For the fastest response times: Use qwen3-32b. It's ideal for applications where low latency is a priority.
For a balance of quality and speed: Use qwen-plus-latest.

Processing documents with images

The GraphRAG service processes text content and has limited support for embedded images.

Best Practice:

Before uploading, use a multimodal LLM (like qwen-vl-max) to convert any images in your documents into detailed text descriptions. Then, include these text descriptions in the content you upload to GraphRAG.

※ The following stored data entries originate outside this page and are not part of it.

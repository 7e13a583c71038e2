//! Integration tests for the optimistic wishlist mutation engine.
//!
//! Covers the optimistic round-trip, exact rollback on failure, per-product
//! serialization, cross-product independence, and reconciliation against the
//! server.

use std::sync::Arc;

use copperbay_core::ProductId;
use copperbay_integration_tests::{
    MockGateway, RecordingNotifier, WishlistCall, init_tracing, next_wishlist_settle, product,
    test_config,
};
use copperbay_storefront::api::{GatewayError, StoreApi};
use copperbay_storefront::notify::Notifier;
use copperbay_storefront::error::StoreError;
use copperbay_storefront::events::{WishlistAction, WishlistEvent};
use copperbay_storefront::notify::NoticeLevel;
use copperbay_storefront::state::StoreState;

fn network_error() -> GatewayError {
    GatewayError::Network("connection reset".to_string())
}

fn store_with(
    mock: &Arc<MockGateway>,
    notifier: &Arc<RecordingNotifier>,
) -> StoreState {
    StoreState::with_gateway(
        test_config(),
        Arc::clone(mock) as Arc<dyn StoreApi>,
        Arc::clone(notifier) as Arc<dyn Notifier>,
    )
}

// =============================================================================
// Optimistic round-trip
// =============================================================================

/// A toggle is visible to subscribers before the remote call settles.
#[tokio::test]
async fn test_toggle_applies_immediately() {
    init_tracing();
    let mock = MockGateway::new();
    let gate = mock.gate_mutations();
    let store = store_with(&mock, &RecordingNotifier::new());
    let mut events = store.subscribe();
    let item = product(42);

    store.wishlist().toggle(&item).expect("toggle accepted");

    // Optimistic state, while the remote call is still held open.
    let state = store.wishlist().state();
    assert!(state.contains(ProductId::new(42)));
    assert_eq!(state.count, 1);
    assert_eq!(state.items.len(), 1);
    assert!(store.wishlist().is_pending(ProductId::new(42)));

    gate.open();
    let settle = next_wishlist_settle(&mut events).await;
    assert!(matches!(
        settle,
        WishlistEvent::Confirmed {
            action: WishlistAction::Add,
            ..
        }
    ));

    // Confirmation changes nothing locally; the optimistic state was right.
    let state = store.wishlist().state();
    assert!(state.contains(ProductId::new(42)));
    assert_eq!(state.count, 1);
    assert!(!store.wishlist().is_pending(ProductId::new(42)));
    assert_eq!(
        mock.wishlist_calls(),
        vec![WishlistCall::Add(ProductId::new(42))]
    );
}

/// A failed add restores exactly the pre-toggle snapshot.
#[tokio::test]
async fn test_failed_add_rolls_back_to_snapshot() {
    let mock = MockGateway::new();
    mock.push_wishlist_result(Err(network_error()));
    let notifier = RecordingNotifier::new();
    let store = store_with(&mock, &notifier);
    let mut events = store.subscribe();

    let before = store.wishlist().state();
    store.wishlist().toggle(&product(42)).expect("toggle accepted");

    let settle = next_wishlist_settle(&mut events).await;
    assert!(matches!(settle, WishlistEvent::RolledBack { .. }));

    assert_eq!(store.wishlist().state(), before);
    assert!(!store.wishlist().is_pending(ProductId::new(42)));

    let notices = notifier.notices();
    assert_eq!(notices.len(), 1);
    assert_eq!(notices[0].level, NoticeLevel::Error);
}

/// A failed removal re-adds the item at its original position.
#[tokio::test]
async fn test_failed_remove_restores_item_position() {
    let mock = MockGateway::new();
    let store = store_with(&mock, &RecordingNotifier::new());
    let mut events = store.subscribe();

    // Build a three-item wishlist.
    for id in [1, 2, 3] {
        store.wishlist().toggle(&product(id)).expect("toggle accepted");
        next_wishlist_settle(&mut events).await;
    }
    let before = store.wishlist().state();

    // Removal of the middle item fails.
    mock.push_wishlist_result(Err(network_error()));
    store.wishlist().toggle(&product(2)).expect("toggle accepted");

    // Optimistically gone...
    assert!(!store.wishlist().is_wishlisted(ProductId::new(2)));

    let settle = next_wishlist_settle(&mut events).await;
    assert!(matches!(
        settle,
        WishlistEvent::RolledBack {
            action: WishlistAction::Remove,
            ..
        }
    ));

    // ...and back, in the same slot.
    assert_eq!(store.wishlist().state(), before);
}

// =============================================================================
// Per-product serialization and independence
// =============================================================================

/// A second toggle while the first is in flight is rejected with Busy and
/// leaves the optimistic state alone.
#[tokio::test]
async fn test_second_toggle_is_rejected_while_in_flight() {
    let mock = MockGateway::new();
    let gate = mock.gate_mutations();
    let store = store_with(&mock, &RecordingNotifier::new());
    let mut events = store.subscribe();
    let item = product(42);

    store.wishlist().toggle(&item).expect("first toggle accepted");
    mock.wait_for_mutations(1).await;

    let err = store.wishlist().toggle(&item).expect_err("second toggle busy");
    assert!(matches!(err, StoreError::Busy(id) if id == ProductId::new(42)));

    // The rejection did not disturb the optimistic state.
    assert!(store.wishlist().is_wishlisted(ProductId::new(42)));
    assert_eq!(store.wishlist().state().count, 1);

    gate.open();
    next_wishlist_settle(&mut events).await;

    // Once settled the product can be toggled again.
    store.wishlist().toggle(&item).expect("toggle after settle");
    next_wishlist_settle(&mut events).await;
    assert!(!store.wishlist().is_wishlisted(ProductId::new(42)));
}

/// Operations on different products run in parallel and settle
/// independently.
#[tokio::test]
async fn test_different_products_are_independent() {
    let mock = MockGateway::new();
    let gate = mock.gate_mutations();
    // First mutation to settle fails, second succeeds.
    mock.push_wishlist_result(Err(network_error()));
    mock.push_wishlist_result(Ok(()));
    let store = store_with(&mock, &RecordingNotifier::new());
    let mut events = store.subscribe();

    store.wishlist().toggle(&product(1)).expect("toggle 1");
    store.wishlist().toggle(&product(2)).expect("toggle 2");
    mock.wait_for_mutations(2).await;

    assert_eq!(store.wishlist().state().count, 2);
    gate.open();

    let first = next_wishlist_settle(&mut events).await;
    let second = next_wishlist_settle(&mut events).await;
    let rolled_back = [first, second]
        .iter()
        .filter(|event| matches!(event, WishlistEvent::RolledBack { .. }))
        .count();
    assert_eq!(rolled_back, 1);

    // Exactly one product survived; the rollback touched only its own.
    let state = store.wishlist().state();
    assert_eq!(state.count, 1);
    assert_eq!(state.items.len(), 1);
}

// =============================================================================
// End-to-end scenario
// =============================================================================

/// Wishlist starts empty; toggle(42) confirms; a second toggle(42) fails and
/// rolls back to the confirmed state, with a notification shown.
#[tokio::test]
async fn test_confirm_then_failed_untoggle_scenario() {
    let mock = MockGateway::new();
    let notifier = RecordingNotifier::new();
    let store = store_with(&mock, &notifier);
    let mut events = store.subscribe();
    let item = product(42);

    // toggle(42): optimistic {42}, count=1; gateway succeeds.
    store.wishlist().toggle(&item).expect("first toggle");
    assert!(store.wishlist().is_wishlisted(ProductId::new(42)));
    assert_eq!(store.wishlist().state().count, 1);
    assert!(matches!(
        next_wishlist_settle(&mut events).await,
        WishlistEvent::Confirmed { .. }
    ));

    // toggle(42) again: optimistic {}, count=0; gateway fails.
    mock.push_wishlist_result(Err(network_error()));
    store.wishlist().toggle(&item).expect("second toggle");
    assert!(!store.wishlist().is_wishlisted(ProductId::new(42)));
    assert_eq!(store.wishlist().state().count, 0);

    assert!(matches!(
        next_wishlist_settle(&mut events).await,
        WishlistEvent::RolledBack { .. }
    ));

    // Rollback re-added 42.
    let state = store.wishlist().state();
    assert!(state.contains(ProductId::new(42)));
    assert_eq!(state.count, 1);

    let notices = notifier.notices();
    assert_eq!(notices.len(), 2);
    assert_eq!(notices[0].level, NoticeLevel::Success);
    assert_eq!(notices[1].level, NoticeLevel::Error);
}

// =============================================================================
// Reconciliation and reset
// =============================================================================

#[tokio::test]
async fn test_membership_probe_reconciles_local_mirror() {
    let mock = MockGateway::new();
    mock.set_membership(ProductId::new(7), true);
    let store = store_with(&mock, &RecordingNotifier::new());
    let item = product(7);

    assert!(!store.wishlist().is_wishlisted(ProductId::new(7)));
    let wishlisted = store
        .wishlist()
        .check_membership(&item)
        .await
        .expect("membership probe");
    assert!(wishlisted);

    let state = store.wishlist().state();
    assert!(state.contains(ProductId::new(7)));
    assert_eq!(state.count, 1);
    assert_eq!(state.items.len(), 1);
}

#[tokio::test]
async fn test_refresh_count_adopts_server_value() {
    let mock = MockGateway::new();
    mock.set_remote_count(4);
    let store = store_with(&mock, &RecordingNotifier::new());

    let count = store.wishlist().refresh_count().await.expect("count fetch");
    assert_eq!(count, 4);
    assert_eq!(store.wishlist().state().count, 4);
}

#[tokio::test]
async fn test_reset_clears_session_state() {
    let mock = MockGateway::new();
    let store = store_with(&mock, &RecordingNotifier::new());
    let mut events = store.subscribe();

    store.wishlist().toggle(&product(1)).expect("toggle");
    next_wishlist_settle(&mut events).await;

    store.wishlist().reset();
    let state = store.wishlist().state();
    assert!(state.items.is_empty());
    assert_eq!(state.count, 0);
    assert!(state.wishlisted.is_empty());
}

Here is an example prompt you can use to generate the text descriptions:

You are a professional image reading assistant, responsible for generating a detailed interpretation and comprehensive summary for the image provided below.
---Requirements---
1. If the image has distinct modules, please extract and provide as many detailed information as possible for each module.
2. Based on the extracted information, generate a summary for that module.
3. If there are charts in the image, please summarize the available detailed information based on the charts.
4. If there are valid icons in the image, such as flag icons, pictograms, metaphorical icons, tool icons, and hybrid icons, also focus on extracting detailed information from these icons.
5. Based on the extracted information, summarize and provide effective global information.
---Notes---
Ensure writing in third person and include module names to provide complete context.
*Identify the main language in the image* (accounting for more than 80% of the language), and use *the main language of the image* as the output language.